Il consigliere regionale sardista Paolo Maninchedda in queste settimane sta scrivendo articoli molto lucidi e interessanti sulla situazione che la nostra isola sta vivendo, e sta teorizzando la nascita di una nuova formazione in grado di sostenere la sfida che abbiamo davanti (vi segnalo solo l’ultimo post, “Cosa impariamo in Sardegna dall’errore madornale su Marini?”).
Cosa dice Maninchedda?
La Sardegna ha bisogno di un Presidente e di una squadra. Piaccia o non piaccia è più importante la squadra: i sistemi complessi come la Sardegna non si cambiano con l’azione dell’eroe a cavallo che attraversa le folle e bonifica la società. (…).
La squadra deve comporsi nella campagna elettorale, sotto gli occhi di tutti, e in un’esperienza nuova. Questa esperienza nuova io la chiamo “Partito della Sardegna” o “Partito dei sardi”. Fare una nuova esperienza vuol dire creare una nuova gara per chi vuol competere, senza assicurazioni, garanzie e ipoteche, derivabili dalle posizioni acquisite nei partiti tradizionali. Bisogna finirla con le categorie del secolo scorso: cattolici, laici, comunisti frizzi e lazzi e americazzi. Bastano i programmi. Alleanze larghe, programmi chiari e fermi. E tra i programmi deve esserci lo sradicamento di un certo sistema di potere ramificato che ha arricchito famiglie e ambienti ai danni della Sardegna.
Bisogna essere educati ma severi: niente accordi con chi presidia occultamente il bilancio regionale. Basta. Il Presidente deve venir fuori da primarie aperte e trasparenti. Giovani e vecchi, tutti a correre. Salotti e salottini, accordi e accordini, tutti in soffitta. Chi vuole, si candidi con un’idea in testa che superi la sua ambizione e riguardi la Sardegna, e si cerchi i voti.

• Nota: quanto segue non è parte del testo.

use crate::config::BeatConfig;
use crate::error::{BeatError, Result};
use crate::kafka::{BrokerClient, ClusterDirectory};
use rdkafka::admin::AdminClient;
use rdkafka::bindings::rd_kafka_resp_err_t;
use rdkafka::client::DefaultClientContext;
use rdkafka::config::ClientConfig;
use rdkafka::consumer::{BaseConsumer, Consumer};
use std::collections::BTreeMap;
use std::ffi::{CStr, CString};
use std::os::raw::c_char;
use std::sync::Arc;
use std::time::Duration;
use tracing::{debug, instrument, warn};

/// A consumer group whose coordinator answered a describe request.
#[derive(Debug, Clone)]
pub struct GroupCoordinator {
    group: String,
    state: String,
}

impl GroupCoordinator {
    pub fn group(&self) -> &str {
        &self.group
    }
}

/// Long-lived librdkafka client shared by every tick. Committed offsets go
/// through the admin handle, so monitoring more groups opens no extra
/// connections.
pub struct KafkaClient {
    consumer: Arc<BaseConsumer>,
    admin: Arc<AdminClient<DefaultClientContext>>,
    bootstrap_servers: String,
    timeout: Duration,
}

impl KafkaClient {
    pub fn new(config: &BeatConfig) -> Result<Self> {
        let mut client_config = ClientConfig::new();
        client_config
            .set("bootstrap.servers", &config.bootstrap_servers)
            .set("client.id", "kafkabeat")
            .set("enable.auto.commit", "false");

        for (key, value) in &config.client_properties {
            client_config.set(key, value);
        }

        let consumer: BaseConsumer = client_config
            .clone()
            .set("group.id", "kafkabeat-internal")
            .create()
            .map_err(BeatError::Kafka)?;

        let admin: AdminClient<DefaultClientContext> =
            client_config.create().map_err(BeatError::Kafka)?;

        Ok(Self {
            consumer: Arc::new(consumer),
            admin: Arc::new(admin),
            bootstrap_servers: config.bootstrap_servers.clone(),
            timeout: config.kafka_timeout,
        })
    }
}

/// Run a blocking librdkafka call off the async runtime. A failed join is
/// reported with the same error kind as the call itself.
async fn run_blocking<T, F>(kind: fn(String) -> BeatError, call: F) -> Result<T>
where
    F: FnOnce() -> Result<T> + Send + 'static,
    T: Send + 'static,
{
    tokio::task::spawn_blocking(call)
        .await
        .map_err(|e| kind(format!("blocking task failed: {e}")))?
}

#[async_trait::async_trait]
impl ClusterDirectory for KafkaClient {
    #[instrument(skip(self), fields(bootstrap = %self.bootstrap_servers))]
    async fn resolve_brokers(&self) -> Result<Vec<String>> {
        let consumer = Arc::clone(&self.consumer);
        let timeout = self.timeout;

        run_blocking(BeatError::Connectivity, move || {
            let metadata = consumer
                .fetch_metadata(None, timeout)
                .map_err(|e| BeatError::Connectivity(e.to_string()))?;

            Ok(metadata
                .brokers()
                .iter()
                .map(|b| format!("{}:{}", b.host(), b.port()))
                .collect())
        })
        .await
    }

    #[instrument(skip(self), fields(bootstrap = %self.bootstrap_servers))]
    async fn resolve_groups(&self) -> Result<Vec<String>> {
        let consumer = Arc::clone(&self.consumer);
        let timeout = self.timeout;

        run_blocking(BeatError::Connectivity, move || {
            let group_list = consumer
                .fetch_group_list(None, timeout)
                .map_err(|e| BeatError::Connectivity(e.to_string()))?;

            let groups: Vec<String> = group_list
                .groups()
                .iter()
                .map(|g| g.name().to_string())
                .collect();

            debug!(count = groups.len(), "Listed consumer groups");
            Ok(groups)
        })
        .await
    }
}

#[async_trait::async_trait]
impl BrokerClient for KafkaClient {
    type Coordinator = GroupCoordinator;

    #[instrument(skip(self))]
    async fn list_topics(&self) -> Result<Vec<String>> {
        let consumer = Arc::clone(&self.consumer);
        let timeout = self.timeout;

        run_blocking(BeatError::Broker, move || {
            let metadata = consumer
                .fetch_metadata(None, timeout)
                .map_err(|e| BeatError::Broker(e.to_string()))?;

            Ok(metadata
                .topics()
                .iter()
                .map(|t| t.name().to_string())
                .collect())
        })
        .await
    }

    #[instrument(skip(self))]
    async fn list_partitions(&self, topic: &str) -> Result<Vec<i32>> {
        let consumer = Arc::clone(&self.consumer);
        let timeout = self.timeout;
        let topic = topic.to_string();

        run_blocking(BeatError::Broker, move || {
            let metadata = consumer
                .fetch_metadata(Some(&topic), timeout)
                .map_err(|e| BeatError::Broker(e.to_string()))?;

            let Some(entry) = metadata.topics().iter().find(|t| t.name() == topic) else {
                return Err(BeatError::Broker(format!(
                    "topic {topic} missing from metadata"
                )));
            };

            if let Some(err) = entry.error() {
                return Err(BeatError::Broker(format!("topic {topic}: {err:?}")));
            }

            Ok(entry.partitions().iter().map(|p| p.id()).collect())
        })
        .await
    }

    async fn fetch_log_end_offset(&self, topic: &str, partition: i32) -> Result<i64> {
        let consumer = Arc::clone(&self.consumer);
        let timeout = self.timeout;
        let topic = topic.to_string();

        run_blocking(BeatError::Broker, move || {
            let (_low, high) = consumer
                .fetch_watermarks(&topic, partition, timeout)
                .map_err(|e| BeatError::Broker(e.to_string()))?;
            Ok(high)
        })
        .await
    }

    #[instrument(skip(self))]
    async fn resolve_group_coordinator(&self, group: &str) -> Result<GroupCoordinator> {
        let consumer = Arc::clone(&self.consumer);
        let timeout = self.timeout;
        let group = group.to_string();

        run_blocking(BeatError::Coordinator, move || {
            let group_list = consumer
                .fetch_group_list(Some(&group), timeout)
                .map_err(|e| BeatError::Coordinator(format!("group {group}: {e}")))?;

            let Some(info) = group_list.groups().iter().find(|g| g.name() == group) else {
                return Err(BeatError::Coordinator(format!(
                    "group {group} not described by its coordinator"
                )));
            };

            let coordinator = GroupCoordinator {
                group: group.clone(),
                state: info.state().to_string(),
            };
            debug!(group = %coordinator.group, state = %coordinator.state, "Resolved group coordinator");
            Ok(coordinator)
        })
        .await
    }

    #[instrument(skip(self, coordinator, partitions), fields(group = %coordinator.group(), count = partitions.len()))]
    async fn fetch_committed_offsets(
        &self,
        coordinator: &GroupCoordinator,
        topic: &str,
        partitions: &[i32],
    ) -> Result<BTreeMap<i32, Option<i64>>> {
        let admin = Arc::clone(&self.admin);
        let timeout = self.timeout;
        let group = coordinator.group.clone();
        let topic = topic.to_string();
        let partitions = partitions.to_vec();

        run_blocking(BeatError::Coordinator, move || {
            list_group_offsets(&admin, &group, &topic, &partitions, timeout)
        })
        .await
    }
}

/// Interpret one partition of a committed-offset response. Per-partition
/// errors and the "no offset" sentinel both read as absent.
fn committed_entry(
    group: &str,
    topic: &str,
    partition: i32,
    offset: i64,
    err: rd_kafka_resp_err_t,
) -> Option<i64> {
    if err != rd_kafka_resp_err_t::RD_KAFKA_RESP_ERR_NO_ERROR {
        warn!(
            group,
            topic,
            partition,
            error = ?err,
            "Committed offset unavailable for partition"
        );
        return None;
    }
    (offset >= 0).then_some(offset)
}

/// ListConsumerGroupOffsets over the admin handle's native client.
/// Blocks up to `timeout`.
#[allow(clippy::too_many_lines)]
fn list_group_offsets(
    admin: &AdminClient<DefaultClientContext>,
    group: &str,
    topic: &str,
    partitions: &[i32],
    timeout: Duration,
) -> Result<BTreeMap<i32, Option<i64>>> {
    use rdkafka::bindings::*;

    let group_cstr = CString::new(group)
        .map_err(|e| BeatError::Coordinator(format!("group name contains null byte: {e}")))?;
    let topic_cstr = CString::new(topic)
        .map_err(|e| BeatError::Coordinator(format!("topic name contains null byte: {e}")))?;
    let timeout_ms = i32::try_from(timeout.as_millis()).unwrap_or(i32::MAX);
    let capacity = i32::try_from(partitions.len()).unwrap_or(i32::MAX);

    // Owns every native handle created below.
    struct Handles {
        tpl: *mut rd_kafka_topic_partition_list_t,
        request: *mut rd_kafka_ListConsumerGroupOffsets_t,
        options: *mut rd_kafka_AdminOptions_t,
        queue: *mut rd_kafka_queue_t,
        event: *mut rd_kafka_event_t,
    }

    impl Drop for Handles {
        fn drop(&mut self) {
            unsafe {
                if !self.event.is_null() {
                    rd_kafka_event_destroy(self.event);
                }
                if !self.queue.is_null() {
                    rd_kafka_queue_destroy(self.queue);
                }
                if !self.options.is_null() {
                    rd_kafka_AdminOptions_destroy(self.options);
                }
                if !self.request.is_null() {
                    rd_kafka_ListConsumerGroupOffsets_destroy(self.request);
                }
                if !self.tpl.is_null() {
                    rd_kafka_topic_partition_list_destroy(self.tpl);
                }
            }
        }
    }

    unsafe {
        let rk = admin.inner().native_ptr();

        let mut handles = Handles {
            tpl: rd_kafka_topic_partition_list_new(capacity),
            request: std::ptr::null_mut(),
            options: std::ptr::null_mut(),
            queue: std::ptr::null_mut(),
            event: std::ptr::null_mut(),
        };
        if handles.tpl.is_null() {
            return Err(BeatError::Coordinator(
                "failed to allocate partition list".to_string(),
            ));
        }
        for partition in partitions {
            rd_kafka_topic_partition_list_add(handles.tpl, topic_cstr.as_ptr(), *partition);
        }

        // The request copies the partition list.
        handles.request = rd_kafka_ListConsumerGroupOffsets_new(group_cstr.as_ptr(), handles.tpl);
        if handles.request.is_null() {
            return Err(BeatError::Coordinator(
                "failed to build offset request".to_string(),
            ));
        }

        handles.options = rd_kafka_AdminOptions_new(
            rk,
            rd_kafka_admin_op_t::RD_KAFKA_ADMIN_OP_LISTCONSUMERGROUPOFFSETS,
        );
        if handles.options.is_null() {
            return Err(BeatError::Coordinator(
                "failed to build admin options".to_string(),
            ));
        }

        let mut errstr = [0 as c_char; 512];
        let err = rd_kafka_AdminOptions_set_request_timeout(
            handles.options,
            timeout_ms,
            errstr.as_mut_ptr(),
            errstr.len(),
        );
        if err != rd_kafka_resp_err_t::RD_KAFKA_RESP_ERR_NO_ERROR {
            let message = CStr::from_ptr(errstr.as_ptr()).to_string_lossy();
            return Err(BeatError::Coordinator(format!(
                "failed to set request timeout: {message}"
            )));
        }

        handles.queue = rd_kafka_queue_new(rk);
        if handles.queue.is_null() {
            return Err(BeatError::Coordinator("failed to create result queue".to_string()));
        }

        let mut request = handles.request;
        rd_kafka_ListConsumerGroupOffsets(rk, &mut request, 1, handles.options, handles.queue);
        // Consumed by the call.
        handles.request = std::ptr::null_mut();

        handles.event = rd_kafka_queue_poll(handles.queue, timeout_ms);
        if handles.event.is_null() {
            return Err(BeatError::Coordinator(format!(
                "offset fetch for group {group} timed out"
            )));
        }

        let event_type = rd_kafka_event_type(handles.event);
        if event_type != RD_KAFKA_EVENT_LISTCONSUMERGROUPOFFSETS_RESULT {
            return Err(BeatError::Coordinator(format!(
                "unexpected admin event type {event_type}"
            )));
        }

        if rd_kafka_event_error(handles.event) != rd_kafka_resp_err_t::RD_KAFKA_RESP_ERR_NO_ERROR {
            let message = rd_kafka_event_error_string(handles.event);
            let message = if message.is_null() {
                "unknown error".to_string()
            } else {
                CStr::from_ptr(message).to_string_lossy().to_string()
            };
            return Err(BeatError::Coordinator(format!(
                "offset fetch for group {group} failed: {message}"
            )));
        }

        let result = rd_kafka_event_ListConsumerGroupOffsets_result(handles.event);
        if result.is_null() {
            return Err(BeatError::Coordinator("empty offset fetch result".to_string()));
        }

        let mut group_count: usize = 0;
        let groups = rd_kafka_ListConsumerGroupOffsets_result_groups(result, &mut group_count);

        let mut offsets = BTreeMap::new();
        for i in 0..group_count {
            let group_result = *groups.add(i);

            let group_error = rd_kafka_group_result_error(group_result);
            if !group_error.is_null()
                && rd_kafka_error_code(group_error) != rd_kafka_resp_err_t::RD_KAFKA_RESP_ERR_NO_ERROR
            {
                let message = rd_kafka_error_string(group_error);
                let message = if message.is_null() {
                    "unknown error".to_string()
                } else {
                    CStr::from_ptr(message).to_string_lossy().to_string()
                };
                return Err(BeatError::Coordinator(format!("group {group}: {message}")));
            }

            let list = rd_kafka_group_result_partitions(group_result);
            if list.is_null() {
                continue;
            }

            let count = usize::try_from((*list).cnt).unwrap_or(0);
            for j in 0..count {
                let elem = &*(*list).elems.add(j);
                if CStr::from_ptr(elem.topic).to_bytes() != topic.as_bytes() {
                    continue;
                }
                offsets.insert(
                    elem.partition,
                    committed_entry(group, topic, elem.partition, elem.offset, elem.err),
                );
            }
        }

        debug!(
            group,
            topic,
            partitions = offsets.len(),
            "Fetched committed offsets"
        );
        Ok(offsets)
    }
}

impl std::fmt::Debug for KafkaClient {
    fn fmt(&self, f: &mut std::fmt::Formatter<'_>) -> std::fmt::Result {
        f.debug_struct("KafkaClient")
            .field("bootstrap_servers", &self.bootstrap_servers)
            .field("timeout", &self.timeout)
            .finish_non_exhaustive()
    }
}
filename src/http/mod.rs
pub mod server;
//! Test doubles shared by the unit tests.

use async_trait::async_trait;
use tokio::sync::Notify;

use super::{MemoryStore, MessageStore};
use crate::types::{CreateMessageRequest, Message};
use crate::{Operation, Result};

/// Holds every call of one operation until released.
pub(crate) struct GatedStore {
    pub inner: MemoryStore,
    gated: Operation,
    pub started: Notify,
    pub release: Notify,
}

impl GatedStore {
    pub fn new(inner: MemoryStore, gated: Operation) -> Self {
        Self {
            inner,
            gated,
            started: Notify::new(),
            release: Notify::new(),
        }
    }

    async fn gate(&self, operation: Operation) {
        if operation == self.gated {
            self.started.notify_one();
            self.release.notified().await;
        }
    }
}

#[async_trait]
impl MessageStore for GatedStore {
    async fn list_messages(&self) -> Result<Vec<Message>> {
        self.gate(Operation::ListMessages).await;
        self.inner.list_messages().await
    }

    async fn create_message(&self, request: &CreateMessageRequest) -> Result<Message> {
        self.gate(Operation::SendMessage).await;
        self.inner.create_message(request).await
    }

    async fn clear_messages(&self) -> Result<()> {
        self.gate(Operation::ClearMessages).await;
        self.inner.clear_messages().await
    }

    async fn generate_summary(&self) -> Result<String> {
        self.gate(Operation::GenerateSummary).await;
        self.inner.generate_summary().await
    }
}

Il Partito dei Sardi potrebbe dare quelle risposte che il centrosinistra isolano non sa più dare, potrebbe prendere il meglio dell’elaborazione indipendentista, potrebbe coinvolgere tante formazioni politiche schiacciate dal Pd (e penso ai Rossomori), potrebbe dare una risposta a quegli elettori seri e per bene che oggi non si riconoscono più nei partiti moderati.
Il centrosinistra come lo abbiamo conosciuto fino ad oggi è destinato a scomparire e del Pd chissà cosa sarà. Se abbiamo a cuore le sorti della Sardegna, evidentemente non c’è più tempo da perdere.